**Your instructions:**
Transcribe the data below in full, exactly.

**Dataset entries:**
★ ★ ★ ★
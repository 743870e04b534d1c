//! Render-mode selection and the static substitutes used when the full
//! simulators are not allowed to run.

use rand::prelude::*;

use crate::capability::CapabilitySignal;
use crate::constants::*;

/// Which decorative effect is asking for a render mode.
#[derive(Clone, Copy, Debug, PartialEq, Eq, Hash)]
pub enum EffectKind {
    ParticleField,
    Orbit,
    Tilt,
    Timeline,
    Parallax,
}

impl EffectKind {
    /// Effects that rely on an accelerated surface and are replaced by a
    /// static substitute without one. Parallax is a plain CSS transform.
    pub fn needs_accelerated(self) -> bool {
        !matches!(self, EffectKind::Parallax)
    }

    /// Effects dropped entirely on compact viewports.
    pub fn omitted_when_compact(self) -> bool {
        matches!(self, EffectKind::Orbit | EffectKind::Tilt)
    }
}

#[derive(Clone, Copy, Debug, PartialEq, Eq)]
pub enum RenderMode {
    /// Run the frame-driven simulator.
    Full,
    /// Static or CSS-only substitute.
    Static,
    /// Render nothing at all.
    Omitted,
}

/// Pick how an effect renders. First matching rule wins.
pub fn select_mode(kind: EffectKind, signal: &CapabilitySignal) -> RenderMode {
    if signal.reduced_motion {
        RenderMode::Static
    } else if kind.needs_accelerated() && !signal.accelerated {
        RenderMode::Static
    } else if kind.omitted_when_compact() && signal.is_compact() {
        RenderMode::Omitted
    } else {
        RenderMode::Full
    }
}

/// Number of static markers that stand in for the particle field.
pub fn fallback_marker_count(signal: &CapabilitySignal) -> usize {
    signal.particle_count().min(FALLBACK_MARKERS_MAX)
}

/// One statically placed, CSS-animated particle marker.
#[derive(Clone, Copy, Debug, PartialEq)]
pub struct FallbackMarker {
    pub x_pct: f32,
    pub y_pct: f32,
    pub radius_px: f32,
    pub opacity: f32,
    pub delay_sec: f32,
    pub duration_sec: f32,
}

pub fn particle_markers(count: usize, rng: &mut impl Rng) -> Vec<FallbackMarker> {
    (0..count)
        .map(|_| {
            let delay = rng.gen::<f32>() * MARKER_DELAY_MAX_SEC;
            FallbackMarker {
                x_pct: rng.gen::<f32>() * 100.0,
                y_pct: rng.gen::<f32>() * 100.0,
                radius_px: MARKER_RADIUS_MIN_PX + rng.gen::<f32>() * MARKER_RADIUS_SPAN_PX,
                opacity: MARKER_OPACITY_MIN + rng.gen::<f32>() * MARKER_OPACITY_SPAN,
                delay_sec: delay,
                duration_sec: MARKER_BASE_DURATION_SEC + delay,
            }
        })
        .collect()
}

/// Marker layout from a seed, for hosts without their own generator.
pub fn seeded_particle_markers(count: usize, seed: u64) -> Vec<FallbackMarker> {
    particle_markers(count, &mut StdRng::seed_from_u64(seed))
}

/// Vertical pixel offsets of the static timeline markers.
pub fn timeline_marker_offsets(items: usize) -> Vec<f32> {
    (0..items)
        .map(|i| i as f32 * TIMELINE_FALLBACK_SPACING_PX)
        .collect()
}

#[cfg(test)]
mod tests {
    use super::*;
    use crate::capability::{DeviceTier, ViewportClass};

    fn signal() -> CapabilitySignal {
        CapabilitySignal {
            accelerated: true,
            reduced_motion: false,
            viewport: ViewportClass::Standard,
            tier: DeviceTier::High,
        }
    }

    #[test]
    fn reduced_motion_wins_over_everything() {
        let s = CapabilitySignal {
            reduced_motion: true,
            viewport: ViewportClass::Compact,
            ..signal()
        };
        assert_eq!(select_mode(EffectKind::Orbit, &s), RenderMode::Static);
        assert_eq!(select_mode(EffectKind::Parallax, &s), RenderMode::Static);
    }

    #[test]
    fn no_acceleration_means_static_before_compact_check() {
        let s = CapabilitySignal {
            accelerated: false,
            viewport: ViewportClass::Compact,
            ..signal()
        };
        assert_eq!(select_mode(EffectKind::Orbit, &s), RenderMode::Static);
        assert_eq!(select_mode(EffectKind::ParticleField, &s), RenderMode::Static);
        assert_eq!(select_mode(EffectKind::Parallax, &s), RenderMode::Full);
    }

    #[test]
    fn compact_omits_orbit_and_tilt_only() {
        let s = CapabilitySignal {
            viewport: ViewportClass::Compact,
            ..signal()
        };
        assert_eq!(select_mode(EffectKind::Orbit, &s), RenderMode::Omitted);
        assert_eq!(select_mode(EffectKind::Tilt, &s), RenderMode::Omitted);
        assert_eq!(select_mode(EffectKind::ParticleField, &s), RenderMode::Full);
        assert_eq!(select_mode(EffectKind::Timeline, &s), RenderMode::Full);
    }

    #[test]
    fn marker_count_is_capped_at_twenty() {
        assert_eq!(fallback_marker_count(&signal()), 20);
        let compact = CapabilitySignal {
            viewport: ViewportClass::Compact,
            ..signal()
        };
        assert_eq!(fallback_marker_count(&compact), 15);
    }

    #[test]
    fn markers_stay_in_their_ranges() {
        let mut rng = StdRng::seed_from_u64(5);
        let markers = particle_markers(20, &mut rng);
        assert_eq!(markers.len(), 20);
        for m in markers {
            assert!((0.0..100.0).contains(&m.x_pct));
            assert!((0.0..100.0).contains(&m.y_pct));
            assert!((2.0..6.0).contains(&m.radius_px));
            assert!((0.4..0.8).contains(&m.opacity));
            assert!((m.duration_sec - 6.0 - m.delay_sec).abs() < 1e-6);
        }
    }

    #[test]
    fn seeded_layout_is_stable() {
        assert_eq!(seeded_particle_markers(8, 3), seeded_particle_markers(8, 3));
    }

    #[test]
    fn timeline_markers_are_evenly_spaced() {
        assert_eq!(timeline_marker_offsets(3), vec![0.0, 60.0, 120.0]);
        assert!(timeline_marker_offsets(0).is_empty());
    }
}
★ ★ ★ ★
**Problem solution:**
repository 743870e04b534d1c
//! Render-mode selection and the static substitutes used when the full
//! simulators are not allowed to run.

use rand::prelude::*;

use crate::capability::CapabilitySignal;
use crate::constants::*;

/// Which decorative effect is asking for a render mode.
#[derive(Clone, Copy, Debug, PartialEq, Eq, Hash)]
pub enum EffectKind {
    ParticleField,
    Orbit,
    Tilt,
    Timeline,
    Parallax,
}

impl EffectKind {
    /// Effects that rely on an accelerated surface and are replaced by a
    /// static substitute without one. Parallax is a plain CSS transform.
    pub fn needs_accelerated(self) -> bool {
        !matches!(self, EffectKind::Parallax)
    }

    /// Effects dropped entirely on compact viewports.
    pub fn omitted_when_compact(self) -> bool {
        matches!(self, EffectKind::Orbit | EffectKind::Tilt)
    }
}

#[derive(Clone, Copy, Debug, PartialEq, Eq)]
pub enum RenderMode {
    /// Run the frame-driven simulator.
    Full,
    /// Static or CSS-only substitute.
    Static,
    /// Render nothing at all.
    Omitted,
}

/// Pick how an effect renders. First matching rule wins.
pub fn select_mode(kind: EffectKind, signal: &CapabilitySignal) -> RenderMode {
    if signal.reduced_motion {
        RenderMode::Static
    } else if kind.needs_accelerated() && !signal.accelerated {
        RenderMode::Static
    } else if kind.omitted_when_compact() && signal.is_compact() {
        RenderMode::Omitted
    } else {
        RenderMode::Full
    }
}

/// Number of static markers that stand in for the particle field.
pub fn fallback_marker_count(signal: &CapabilitySignal) -> usize {
    signal.particle_count().min(FALLBACK_MARKERS_MAX)
}

/// One statically placed, CSS-animated particle marker.
#[derive(Clone, Copy, Debug, PartialEq)]
pub struct FallbackMarker {
    pub x_pct: f32,
    pub y_pct: f32,
    pub radius_px: f32,
    pub opacity: f32,
    pub delay_sec: f32,
    pub duration_sec: f32,
}

pub fn particle_markers(count: usize, rng: &mut impl Rng) -> Vec<FallbackMarker> {
    (0..count)
        .map(|_| {
            let delay = rng.gen::<f32>() * MARKER_DELAY_MAX_SEC;
            FallbackMarker {
                x_pct: rng.gen::<f32>() * 100.0,
                y_pct: rng.gen::<f32>() * 100.0,
                radius_px: MARKER_RADIUS_MIN_PX + rng.gen::<f32>() * MARKER_RADIUS_SPAN_PX,
                opacity: MARKER_OPACITY_MIN + rng.gen::<f32>() * MARKER_OPACITY_SPAN,
                delay_sec: delay,
                duration_sec: MARKER_BASE_DURATION_SEC + delay,
            }
        })
        .collect()
}

/// Marker layout from a seed, for hosts without their own generator.
pub fn seeded_particle_markers(count: usize, seed: u64) -> Vec<FallbackMarker> {
    particle_markers(count, &mut StdRng::seed_from_u64(seed))
}

/// Vertical pixel offsets of the static timeline markers.
pub fn timeline_marker_offsets(items: usize) -> Vec<f32> {
    (0..items)
        .map(|i| i as f32 * TIMELINE_FALLBACK_SPACING_PX)
        .collect()
}

#[cfg(test)]
mod tests {
    use super::*;
    use crate::capability::{DeviceTier, ViewportClass};

    fn signal() -> CapabilitySignal {
        CapabilitySignal {
            accelerated: true,
            reduced_motion: false,
            viewport: ViewportClass::Standard,
            tier: DeviceTier::High,
        }
    }

    #[test]
    fn reduced_motion_wins_over_everything() {
        let s = CapabilitySignal {
            reduced_motion: true,
            viewport: ViewportClass::Compact,
            ..signal()
        };
        assert_eq!(select_mode(EffectKind::Orbit, &s), RenderMode::Static);
        assert_eq!(select_mode(EffectKind::Parallax, &s), RenderMode::Static);
    }

    #[test]
    fn no_acceleration_means_static_before_compact_check() {
        let s = CapabilitySignal {
            accelerated: false,
            viewport: ViewportClass::Compact,
            ..signal()
        };
        assert_eq!(select_mode(EffectKind::Orbit, &s), RenderMode::Static);
        assert_eq!(select_mode(EffectKind::ParticleField, &s), RenderMode::Static);
        assert_eq!(select_mode(EffectKind::Parallax, &s), RenderMode::Full);
    }

    #[test]
    fn compact_omits_orbit_and_tilt_only() {
        let s = CapabilitySignal {
            viewport: ViewportClass::Compact,
            ..signal()
        };
        assert_eq!(select_mode(EffectKind::Orbit, &s), RenderMode::Omitted);
        assert_eq!(select_mode(EffectKind::Tilt, &s), RenderMode::Omitted);
        assert_eq!(select_mode(EffectKind::ParticleField, &s), RenderMode::Full);
        assert_eq!(select_mode(EffectKind::Timeline, &s), RenderMode::Full);
    }

    #[test]
    fn marker_count_is_capped_at_twenty() {
        assert_eq!(fallback_marker_count(&signal()), 20);
        let compact = CapabilitySignal {
            viewport: ViewportClass::Compact,
            ..signal()
        };
        assert_eq!(fallback_marker_count(&compact), 15);
    }

    #[test]
    fn markers_stay_in_their_ranges() {
        let mut rng = StdRng::seed_from_u64(5);
        let markers = particle_markers(20, &mut rng);
        assert_eq!(markers.len(), 20);
        for m in markers {
            assert!((0.0..100.0).contains(&m.x_pct));
            assert!((0.0..100.0).contains(&m.y_pct));
            assert!((2.0..6.0).contains(&m.radius_px));
            assert!((0.4..0.8).contains(&m.opacity));
            assert!((m.duration_sec - 6.0 - m.delay_sec).abs() < 1e-6);
        }
    }

    #[test]
    fn seeded_layout_is_stable() {
        assert_eq!(seeded_particle_markers(8, 3), seeded_particle_markers(8, 3));
    }

    #[test]
    fn timeline_markers_are_evenly_spaced() {
        assert_eq!(timeline_marker_offsets(3), vec![0.0, 60.0, 120.0]);
        assert!(timeline_marker_offsets(0).is_empty());
    }
}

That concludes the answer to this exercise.